====== ENTRIES SUPPLIED

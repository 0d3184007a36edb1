use std::sync::Arc;

use tonic::{Request, Response, Status};
use tracing::instrument;

use super::{names, required};
use crate::server::proto::{self, projects_server::Projects};
use crate::storage::ProjectStorage;

/// `grafeas.v1.Projects` over a storage capability.
pub struct ProjectsApi<S> {
    storage: Arc<S>,
}

impl<S> ProjectsApi<S> {
    pub fn new(storage: Arc<S>) -> Self {
        Self { storage }
    }
}

#[tonic::async_trait]
impl<S: ProjectStorage + 'static> Projects for ProjectsApi<S> {
    #[instrument(skip_all)]
    async fn create_project(
        &self,
        request: Request<proto::CreateProjectRequest>,
    ) -> Result<Response<proto::Project>, Status> {
        let project = required(request.into_inner().project, "project")?;
        let project_id = names::parse_project(&project.name)?;
        Ok(Response::new(self.storage.create_project(project_id).await?))
    }

    #[instrument(skip_all)]
    async fn get_project(
        &self,
        request: Request<proto::GetProjectRequest>,
    ) -> Result<Response<proto::Project>, Status> {
        let req = request.into_inner();
        let project_id = names::parse_project(&req.name)?;
        Ok(Response::new(self.storage.get_project(project_id).await?))
    }

    #[instrument(skip_all)]
    async fn list_projects(
        &self,
        request: Request<proto::ListProjectsRequest>,
    ) -> Result<Response<proto::ListProjectsResponse>, Status> {
        let req = request.into_inner();
        let page = self
            .storage
            .list_projects(&req.filter, req.page_size, &req.page_token)
            .await?;
        Ok(Response::new(proto::ListProjectsResponse {
            projects: page.items,
            next_page_token: page.next_page_token,
        }))
    }

    #[instrument(skip_all)]
    async fn delete_project(
        &self,
        request: Request<proto::DeleteProjectRequest>,
    ) -> Result<Response<proto::Empty>, Status> {
        let req = request.into_inner();
        let project_id = names::parse_project(&req.name)?;
        self.storage.delete_project(project_id).await?;
        Ok(Response::new(proto::Empty {}))
    }
}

============

Collect every line above that contains the word "Response".

* OUTPUT OF THE TASK:
use tonic::{Request, Response, Status};
    ) -> Result<Response<proto::Project>, Status> {
        Ok(Response::new(self.storage.create_project(project_id).await?))
    ) -> Result<Response<proto::Project>, Status> {
        Ok(Response::new(self.storage.get_project(project_id).await?))
    ) -> Result<Response<proto::ListProjectsResponse>, Status> {
        Ok(Response::new(proto::ListProjectsResponse {
    ) -> Result<Response<proto::Empty>, Status> {
        Ok(Response::new(proto::Empty {}))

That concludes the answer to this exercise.